(Records drawn from a dataset)
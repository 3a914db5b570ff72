//! Locale negotiation and message bundles

mod locale;
mod messages;

pub use locale::{Direction, Locale};
pub use messages::{MessageKey, Messages};
//! Identity provider contract and its GoTrue (Supabase Auth) adapter.
//!
//! The provider owns credentials and sessions. The application only keeps
//! the stable subject id it hands back and links it to an account row.

use async_trait::async_trait;
use serde::{Deserialize, Serialize};
use serde_json::{json, Value};

use crate::errors::Error;

/// Tokens returned by a successful sign-in.
#[derive(Clone, Debug, Serialize, Deserialize, Eq, PartialEq)]
pub struct Session {
    pub access_token: String,
    pub refresh_token: String,
    pub expires_in: u64,
    /// Stable subject id of the signed-in identity
    pub subject: String,
}

#[async_trait]
pub trait IdentityProvider: Send + Sync {
    /// Registers credentials and returns the new subject id.
    async fn sign_up(&self, email: &str, password: &str) -> Result<String, Error>;

    async fn sign_in(&self, email: &str, password: &str) -> Result<Session, Error>;

    /// Resolves an access token to its subject. `None` when the token is
    /// unknown or expired.
    async fn subject(&self, access_token: &str) -> Result<Option<String>, Error>;

    async fn sign_out(&self, access_token: &str) -> Result<(), Error>;
}

#[derive(Debug, Deserialize)]
struct UserPayload {
    id: String,
}

#[derive(Debug, Deserialize)]
struct TokenPayload {
    access_token: String,
    refresh_token: String,
    expires_in: u64,
    user: UserPayload,
}

/// Client for the GoTrue REST API.
#[derive(Clone, Debug)]
pub struct GoTrueClient {
    http: reqwest::Client,
    base_url: String,
    api_key: String,
}

impl GoTrueClient {
    pub fn new(base_url: impl Into<String>, api_key: impl Into<String>) -> Self {
        Self::with_http(reqwest::Client::new(), base_url, api_key)
    }

    pub fn with_http(
        http: reqwest::Client,
        base_url: impl Into<String>,
        api_key: impl Into<String>,
    ) -> Self {
        Self {
            http,
            base_url: base_url.into().trim_end_matches('/').to_string(),
            api_key: api_key.into(),
        }
    }

    fn url(&self, path: &str) -> String {
        format!("{}/auth/v1/{path}", self.base_url)
    }

    async fn send(&self, request: reqwest::RequestBuilder) -> Result<reqwest::Response, Error> {
        let response = request
            .header("apikey", &self.api_key)
            .send()
            .await
            .map_err(unavailable)?;

        if response.status().is_success() {
            return Ok(response);
        }

        let status = response.status().as_u16();
        let body = response.text().await.unwrap_or_default();
        tracing::warn!(status, "Identity provider rejected the request");

        Err(failure(status, &body))
    }
}

fn unavailable(err: impl std::fmt::Display) -> Error {
    tracing::error!(%err, "Identity provider unreachable");
    Error::IdentityUnavailable {
        message: err.to_string(),
    }
}

/// Client errors carry the provider's message for the user; server errors
/// are the provider's fault and stay opaque.
fn failure(status: u16, body: &str) -> Error {
    if status >= 500 {
        return Error::IdentityUnavailable {
            message: format!("HTTP {status}"),
        };
    }

    Error::Identity {
        message: rejection_message(body).unwrap_or_else(|| format!("HTTP {status}")),
    }
}

/// Pulls the human readable message out of a GoTrue error body.
fn rejection_message(body: &str) -> Option<String> {
    let value: Value = serde_json::from_str(body).ok()?;

    ["msg", "error_description", "message", "error"]
        .into_iter()
        .find_map(|field| value.get(field).and_then(Value::as_str))
        .map(str::to_string)
}

fn decode<T: serde::de::DeserializeOwned>(value: Value) -> Result<T, Error> {
    serde_json::from_value(value).map_err(unavailable)
}

#[async_trait]
impl IdentityProvider for GoTrueClient {
    async fn sign_up(&self, email: &str, password: &str) -> Result<String, Error> {
        let request = self
            .http
            .post(self.url("signup"))
            .json(&json!({ "email": email, "password": password }));

        let body: Value = self
            .send(request)
            .await?
            .json()
            .await
            .map_err(unavailable)?;

        // With e-mail confirmation on the body is the user itself, otherwise
        // a session that embeds it.
        let user = body.get("user").cloned().unwrap_or(body);
        let user: UserPayload = decode(user)?;

        tracing::info!(subject = %user.id, "Identity registered");
        Ok(user.id)
    }

    async fn sign_in(&self, email: &str, password: &str) -> Result<Session, Error> {
        let request = self
            .http
            .post(self.url("token?grant_type=password"))
            .json(&json!({ "email": email, "password": password }));

        let body: Value = self
            .send(request)
            .await?
            .json()
            .await
            .map_err(unavailable)?;
        let token: TokenPayload = decode(body)?;

        Ok(Session {
            access_token: token.access_token,
            refresh_token: token.refresh_token,
            expires_in: token.expires_in,
            subject: token.user.id,
        })
    }

    async fn subject(&self, access_token: &str) -> Result<Option<String>, Error> {
        let response = self
            .http
            .get(self.url("user"))
            .header("apikey", &self.api_key)
            .bearer_auth(access_token)
            .send()
            .await
            .map_err(unavailable)?;

        match response.status() {
            status if status.is_success() => {
                let user: UserPayload = response.json().await.map_err(unavailable)?;
                Ok(Some(user.id))
            }
            reqwest::StatusCode::UNAUTHORIZED | reqwest::StatusCode::FORBIDDEN => Ok(None),
            status => {
                let status = status.as_u16();
                let body = response.text().await.unwrap_or_default();
                Err(failure(status, &body))
            }
        }
    }

    async fn sign_out(&self, access_token: &str) -> Result<(), Error> {
        let request = self.http.post(self.url("logout")).bearer_auth(access_token);

        self.send(request).await?;
        Ok(())
    }
}

#[cfg(test)]
mod tests {
    use super::*;

    #[test]
    fn provider_messages_are_surfaced() {
        assert_eq!(
            rejection_message(r#"{"code":400,"msg":"User already registered"}"#).as_deref(),
            Some("User already registered")
        );
        assert_eq!(
            rejection_message(
                r#"{"error":"invalid_grant","error_description":"Invalid login credentials"}"#
            )
            .as_deref(),
            Some("Invalid login credentials")
        );
        assert_eq!(rejection_message("<html>"), None);
    }

    #[test]
    fn provider_outages_are_not_user_errors() {
        assert_eq!(
            failure(503, "<html>Service Unavailable</html>"),
            Error::IdentityUnavailable {
                message: "HTTP 503".to_string()
            }
        );
        assert_eq!(
            failure(422, r#"{"msg":"Password should be at least 6 characters"}"#),
            Error::Identity {
                message: "Password should be at least 6 characters".to_string()
            }
        );
        assert_eq!(
            failure(429, ""),
            Error::Identity {
                message: "HTTP 429".to_string()
            }
        );
    }

    #[test]
    fn base_url_is_normalized() {
        let client = GoTrueClient::new("https://abc.supabase.co/", "anon");
        assert_eq!(client.url("signup"), "https://abc.supabase.co/auth/v1/signup");
    }
}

# What to produce
Word for word, restate all of the entries.

# Your response
repository 3a914db5b570ff72
//! Locale negotiation and message bundles

mod locale;
mod messages;

pub use locale::{Direction, Locale};
pub use messages::{MessageKey, Messages};
//! Identity provider contract and its GoTrue (Supabase Auth) adapter.
//!
//! The provider owns credentials and sessions. The application only keeps
//! the stable subject id it hands back and links it to an account row.

use async_trait::async_trait;
use serde::{Deserialize, Serialize};
use serde_json::{json, Value};

use crate::errors::Error;

/// Tokens returned by a successful sign-in.
#[derive(Clone, Debug, Serialize, Deserialize, Eq, PartialEq)]
pub struct Session {
    pub access_token: String,
    pub refresh_token: String,
    pub expires_in: u64,
    /// Stable subject id of the signed-in identity
    pub subject: String,
}

#[async_trait]
pub trait IdentityProvider: Send + Sync {
    /// Registers credentials and returns the new subject id.
    async fn sign_up(&self, email: &str, password: &str) -> Result<String, Error>;

    async fn sign_in(&self, email: &str, password: &str) -> Result<Session, Error>;

    /// Resolves an access token to its subject. `None` when the token is
    /// unknown or expired.
    async fn subject(&self, access_token: &str) -> Result<Option<String>, Error>;

    async fn sign_out(&self, access_token: &str) -> Result<(), Error>;
}

#[derive(Debug, Deserialize)]
struct UserPayload {
    id: String,
}

#[derive(Debug, Deserialize)]
struct TokenPayload {
    access_token: String,
    refresh_token: String,
    expires_in: u64,
    user: UserPayload,
}

/// Client for the GoTrue REST API.
#[derive(Clone, Debug)]
pub struct GoTrueClient {
    http: reqwest::Client,
    base_url: String,
    api_key: String,
}

impl GoTrueClient {
    pub fn new(base_url: impl Into<String>, api_key: impl Into<String>) -> Self {
        Self::with_http(reqwest::Client::new(), base_url, api_key)
    }

    pub fn with_http(
        http: reqwest::Client,
        base_url: impl Into<String>,
        api_key: impl Into<String>,
    ) -> Self {
        Self {
            http,
            base_url: base_url.into().trim_end_matches('/').to_string(),
            api_key: api_key.into(),
        }
    }

    fn url(&self, path: &str) -> String {
        format!("{}/auth/v1/{path}", self.base_url)
    }

    async fn send(&self, request: reqwest::RequestBuilder) -> Result<reqwest::Response, Error> {
        let response = request
            .header("apikey", &self.api_key)
            .send()
            .await
            .map_err(unavailable)?;

        if response.status().is_success() {
            return Ok(response);
        }

        let status = response.status().as_u16();
        let body = response.text().await.unwrap_or_default();
        tracing::warn!(status, "Identity provider rejected the request");

        Err(failure(status, &body))
    }
}

fn unavailable(err: impl std::fmt::Display) -> Error {
    tracing::error!(%err, "Identity provider unreachable");
    Error::IdentityUnavailable {
        message: err.to_string(),
    }
}

/// Client errors carry the provider's message for the user; server errors
/// are the provider's fault and stay opaque.
fn failure(status: u16, body: &str) -> Error {
    if status >= 500 {
        return Error::IdentityUnavailable {
            message: format!("HTTP {status}"),
        };
    }

    Error::Identity {
        message: rejection_message(body).unwrap_or_else(|| format!("HTTP {status}")),
    }
}

/// Pulls the human readable message out of a GoTrue error body.
fn rejection_message(body: &str) -> Option<String> {
    let value: Value = serde_json::from_str(body).ok()?;

    ["msg", "error_description", "message", "error"]
        .into_iter()
        .find_map(|field| value.get(field).and_then(Value::as_str))
        .map(str::to_string)
}

fn decode<T: serde::de::DeserializeOwned>(value: Value) -> Result<T, Error> {
    serde_json::from_value(value).map_err(unavailable)
}

#[async_trait]
impl IdentityProvider for GoTrueClient {
    async fn sign_up(&self, email: &str, password: &str) -> Result<String, Error> {
        let request = self
            .http
            .post(self.url("signup"))
            .json(&json!({ "email": email, "password": password }));

        let body: Value = self
            .send(request)
            .await?
            .json()
            .await
            .map_err(unavailable)?;

        // With e-mail confirmation on the body is the user itself, otherwise
        // a session that embeds it.
        let user = body.get("user").cloned().unwrap_or(body);
        let user: UserPayload = decode(user)?;

        tracing::info!(subject = %user.id, "Identity registered");
        Ok(user.id)
    }

    async fn sign_in(&self, email: &str, password: &str) -> Result<Session, Error> {
        let request = self
            .http
            .post(self.url("token?grant_type=password"))
            .json(&json!({ "email": email, "password": password }));

        let body: Value = self
            .send(request)
            .await?
            .json()
            .await
            .map_err(unavailable)?;
        let token: TokenPayload = decode(body)?;

        Ok(Session {
            access_token: token.access_token,
            refresh_token: token.refresh_token,
            expires_in: token.expires_in,
            subject: token.user.id,
        })
    }

    async fn subject(&self, access_token: &str) -> Result<Option<String>, Error> {
        let response = self
            .http
            .get(self.url("user"))
            .header("apikey", &self.api_key)
            .bearer_auth(access_token)
            .send()
            .await
            .map_err(unavailable)?;

        match response.status() {
            status if status.is_success() => {
                let user: UserPayload = response.json().await.map_err(unavailable)?;
                Ok(Some(user.id))
            }
            reqwest::StatusCode::UNAUTHORIZED | reqwest::StatusCode::FORBIDDEN => Ok(None),
            status => {
                let status = status.as_u16();
                let body = response.text().await.unwrap_or_default();
                Err(failure(status, &body))
            }
        }
    }

    async fn sign_out(&self, access_token: &str) -> Result<(), Error> {
        let request = self.http.post(self.url("logout")).bearer_auth(access_token);

        self.send(request).await?;
        Ok(())
    }
}

#[cfg(test)]
mod tests {
    use super::*;

    #[test]
    fn provider_messages_are_surfaced() {
        assert_eq!(
            rejection_message(r#"{"code":400,"msg":"User already registered"}"#).as_deref(),
            Some("User already registered")
        );
        assert_eq!(
            rejection_message(
                r#"{"error":"invalid_grant","error_description":"Invalid login credentials"}"#
            )
            .as_deref(),
            Some("Invalid login credentials")
        );
        assert_eq!(rejection_message("<html>"), None);
    }

    #[test]
    fn provider_outages_are_not_user_errors() {
        assert_eq!(
            failure(503, "<html>Service Unavailable</html>"),
            Error::IdentityUnavailable {
                message: "HTTP 503".to_string()
            }
        );
        assert_eq!(
            failure(422, r#"{"msg":"Password should be at least 6 characters"}"#),
            Error::Identity {
                message: "Password should be at least 6 characters".to_string()
            }
        );
        assert_eq!(
            failure(429, ""),
            Error::Identity {
                message: "HTTP 429".to_string()
            }
        );
    }

    #[test]
    fn base_url_is_normalized() {
        let client = GoTrueClient::new("https://abc.supabase.co/", "anon");
        assert_eq!(client.url("signup"), "https://abc.supabase.co/auth/v1/signup");
    }
}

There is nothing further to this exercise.